The Bank of England’s chief economist Andy Haldane has warned that the UK economy is facing “the most dangerous moment for monetary policy” since 1992. In an article in this week’s issue of the New Statesman, Haldane explains why the bank must intervene early to ward off the threats posed by “the tiger” of inflation.
“Policy is about balancing risks and these have shifted swiftly, significantly and decisively in an upward direction since the start of the year,” Haldane writes. “This makes it a dangerous moment, not just for central bankers but for the wider economy.”

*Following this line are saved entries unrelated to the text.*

//! Process-local cache of the active key record and unwrapped private keys.
//!
//! Owned by a single [`KeyRegistry`](crate::KeyRegistry). Nothing here is ever
//! persisted or serialized; a restart starts cold. Storage stays authoritative
//! for status: the registry re-reads a key's row before handing out anything
//! cached for it, so another process rotating or revoking keys is seen on the
//! next call.

use fieldvault_envelope::SecretKey;
use std::collections::HashMap;
use std::fmt;
use std::sync::{Arc, RwLock};

use crate::types::{CryptoKey, KeyId};

#[derive(Default)]
struct CacheState {
    active: Option<CryptoKey>,
    secrets: HashMap<KeyId, Arc<SecretKey>>,
}

#[derive(Default)]
pub struct KeyCache {
    state: RwLock<CacheState>,
}

impl KeyCache {
    pub fn new() -> Self {
        Self::default()
    }

    pub fn active(&self) -> Option<CryptoKey> {
        self.state.read().ok()?.active.clone()
    }

    /// Record `key` as the active key unless a newer one is already cached.
    ///
    /// Ids only grow, so a lookup that raced a rotation cannot put the
    /// demoted key back. Returns whether the snapshot was installed.
    pub fn observe_active(&self, key: CryptoKey) -> bool {
        let Ok(mut state) = self.state.write() else {
            return false;
        };
        if state.active.as_ref().is_some_and(|current| current.id > key.id) {
            return false;
        }
        state.active = Some(key);
        true
    }

    /// Storage reports no active key.
    pub fn clear_active(&self) {
        if let Ok(mut state) = self.state.write() {
            state.active = None;
        }
    }

    pub fn secret(&self, id: KeyId) -> Option<Arc<SecretKey>> {
        self.state.read().ok()?.secrets.get(&id).cloned()
    }

    pub fn put_secret(&self, id: KeyId, secret: Arc<SecretKey>) {
        if let Ok(mut state) = self.state.write() {
            state.secrets.insert(id, secret);
        }
    }

    /// Forget a single key (e.g. after revocation).
    pub fn evict(&self, id: KeyId) {
        if let Ok(mut state) = self.state.write() {
            state.secrets.remove(&id);
            if state.active.as_ref().map(|k| k.id) == Some(id) {
                state.active = None;
            }
        }
    }

    /// Drop everything.
    pub fn invalidate(&self) {
        if let Ok(mut state) = self.state.write() {
            state.active = None;
            state.secrets.clear();
        }
    }

    pub fn cached_secret_count(&self) -> usize {
        self.state.read().map(|s| s.secrets.len()).unwrap_or(0)
    }
}

impl fmt::Debug for KeyCache {
    fn fmt(&self, f: &mut fmt::Formatter<'_>) -> fmt::Result {
        let active = self.active().map(|k| k.id);
        f.debug_struct("KeyCache")
            .field("active", &active)
            .field("secrets", &format_args!("[{} REDACTED]", self.cached_secret_count()))
            .finish()
    }
}
//! Master-secret key wrapping.
//!
//! Private key PEMs are persisted only in wrapped form:
//!
//!   wrapped = base64( nonce[12] || tag[16] || aes256gcm_ct[N] )
//!
//! The AAD binds the blob to this purpose so a wrapped key cannot be
//! replayed as a field payload sealed under the same secret.

use core::fmt;

use base64::engine::general_purpose::STANDARD;
use base64::Engine;
use zeroize::{Zeroize, ZeroizeOnDrop, Zeroizing};

use crate::aead::{self, AES256_KEY_BYTES, NONCE_BYTES, TAG_BYTES};
use crate::error::{DecryptionError, EncodingError};

/// Domain label authenticated with every wrapped blob.
pub const WRAP_AAD: &[u8] = b"fieldvault-wrap-v1";

/// The 256-bit secret that protects private key material at rest.
#[derive(Clone, Zeroize, ZeroizeOnDrop)]
pub struct MasterSecret {
    bytes: [u8; AES256_KEY_BYTES],
}

impl MasterSecret {
    /// Construct from exactly 32 raw bytes.
    pub fn from_bytes(bytes: &[u8]) -> Result<Self, EncodingError> {
        let bytes: [u8; AES256_KEY_BYTES] = bytes.try_into().map_err(|_| EncodingError)?;
        Ok(Self { bytes })
    }

    /// Construct from base64 text (standard alphabet, padded).
    pub fn from_base64(encoded: &str) -> Result<Self, EncodingError> {
        let raw = Zeroizing::new(STANDARD.decode(encoded.trim()).map_err(|_| EncodingError)?);
        Self::from_bytes(&raw)
    }

    /// Random secret, for tests and first-time provisioning.
    pub fn generate() -> Result<Self, EncodingError> {
        let mut bytes = [0u8; AES256_KEY_BYTES];
        getrandom::getrandom(&mut bytes).map_err(|_| EncodingError)?;
        Ok(Self { bytes })
    }

    pub(crate) fn as_bytes(&self) -> &[u8; AES256_KEY_BYTES] {
        &self.bytes
    }
}

impl fmt::Debug for MasterSecret {
    fn fmt(&self, f: &mut fmt::Formatter<'_>) -> fmt::Result {
        f.debug_struct("MasterSecret")
            .field("bytes", &"[REDACTED]")
            .finish()
    }
}

/// Wrap `secret` under the master secret.
pub fn wrap(master: &MasterSecret, secret: &[u8]) -> Result<String, EncodingError> {
    let sealed = aead::seal_aes256(master.as_bytes(), secret, WRAP_AAD)?;

    let mut out = Vec::with_capacity(NONCE_BYTES + TAG_BYTES + sealed.ciphertext.len());
    out.extend_from_slice(&sealed.nonce);
    out.extend_from_slice(&sealed.tag);
    out.extend_from_slice(&sealed.ciphertext);
    Ok(STANDARD.encode(out))
}

/// Unwrap a blob produced by [`wrap`]. The result zeroizes on drop.
pub fn unwrap(master: &MasterSecret, wrapped: &str) -> Result<Zeroizing<Vec<u8>>, DecryptionError> {
    let raw = STANDARD.decode(wrapped.trim()).map_err(|_| DecryptionError)?;
    if raw.len() < NONCE_BYTES + TAG_BYTES {
        return Err(DecryptionError);
    }

    let (nonce, rest) = raw.split_at(NONCE_BYTES);
    let (tag, ciphertext) = rest.split_at(TAG_BYTES);
    let nonce: &[u8; NONCE_BYTES] = nonce.try_into().map_err(|_| DecryptionError)?;
    let tag: &[u8; TAG_BYTES] = tag.try_into().map_err(|_| DecryptionError)?;

    aead::open_aes256(master.as_bytes(), nonce, tag, ciphertext, WRAP_AAD).map(Zeroizing::new)
}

Haldane, who will step down as the bank’s chief economist this month and will become chief executive of the Royal Society for Arts in September, warns that it would be a mistake for the Bank of England to treat the aftermath of the pandemic in the same way as the aftermath of the 2008 financial crisis (when interest rates remained no higher than 0.5 per cent). A faster, steeper recovery will require a different policy response.
“In my view this is the most dangerous moment for monetary policy since inflation-targeting was first introduced into the UK in 1992 after the European Exchange Rate Mechanism debacle,” he writes. “Having followed the global financial crisis playbook on the way in – rightly – there is a risk central banks also follow it on the way out. This would be a bad mistake. If realised, this risk would show up in monetary policy acting too late.”

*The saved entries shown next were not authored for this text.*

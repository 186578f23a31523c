//! Envelope: a fresh AES-128-GCM key per value, wrapped by RSA-OAEP.
//!
//! Encrypt:
//!   1. active key from the registry
//!   2. ephemeral 128-bit key + fresh 96-bit nonce
//!   3. AES-128-GCM over the value
//!   4. OAEP-wrap the ephemeral key
//!   5. bundle {v, alg, rsa_key_id, ek, iv, tag, ct}

use std::sync::Arc;

use zeroize::Zeroizing;

use fieldvault_envelope::aead::{self, AES128_KEY_BYTES};
use fieldvault_envelope::oaep;
use fieldvault_keystore::KeyRegistry;

use super::{active_public_key, into_utf8, resolve_secret, EncryptedValue, FieldCipher};
use crate::algorithm::{hybrid_key_ref, Algorithm};
use crate::error::{FieldError, Result, REJECTED};
use crate::payload::HybridPayload;

#[derive(Clone, Debug)]
pub struct HybridCipher {
    registry: Arc<KeyRegistry>,
}

impl HybridCipher {
    pub fn new(registry: Arc<KeyRegistry>) -> Self {
        Self { registry }
    }

    pub fn decrypt_payload(&self, payload: &HybridPayload) -> Result<String> {
        let sk = resolve_secret(&self.registry, payload.key_id())?;

        let wrapped = payload.wrapped_key()?;
        let nonce = payload.nonce()?;
        let tag = payload.tag()?;
        let ct = payload.ciphertext()?;

        let recovered = oaep::decrypt(&sk, &wrapped)?;
        let data_key: Zeroizing<[u8; AES128_KEY_BYTES]> = Zeroizing::new(
            recovered
                .as_slice()
                .try_into()
                .map_err(|_| FieldError::Decryption(REJECTED))?,
        );

        let pt = aead::open_aes128(&data_key, &nonce, &tag, &ct, b"")?;
        into_utf8(pt)
    }
}

impl FieldCipher for HybridCipher {
    fn algorithm(&self) -> Algorithm {
        Algorithm::Hybrid
    }

    fn encrypt(&self, plaintext: &str) -> Result<EncryptedValue> {
        let (key, pk) = active_public_key(&self.registry)?;

        let data_key = aead::generate_key128()?;
        let body = aead::seal_aes128(&data_key, plaintext.as_bytes(), b"")?;
        let wrapped = oaep::encrypt(&pk, data_key.as_slice())?;

        let bits = pk.bits();
        Ok(EncryptedValue {
            payload: HybridPayload::new(bits, key.id, &wrapped, &body).encode()?,
            algorithm: Algorithm::Hybrid,
            key_ref: hybrid_key_ref(bits, key.id),
        })
    }

    fn decrypt(&self, payload: &str) -> Result<String> {
        self.decrypt_payload(&HybridPayload::decode(payload)?)
    }
}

Hundreds of billions of pounds have been saved by households over the past 15 months as spending in retail, hospitality, travel and other areas has been curtailed. But as Haldane explains, the consumer demand these savings will create in a newly reopened economy is not being met by businesses that have, in many cases, been forced into prolonged inactivity. The result: rising prices across the economy. Wages may rise too, as the skills shortage caused by the pandemic gives workers more bargaining power.
“My best guess is that the UK economy will move from bounce-back to boom without passing ‘go’, as cash is splashed and the holy trinity of animal spirits, buoyant balance sheets and fiscal pump-priming combine”, Haldane writes. But he adds that to leave “the tiger” of inflation unchained “runs the risk of the brakes needing to be slammed on to an overheating economic engine”.
A late attempt to address inflation – “an economic handbrake turn” – could mean raising interest rates in a slowing economy, leaving households and businesses squeezed between the rising cost of spending and more expensive debt.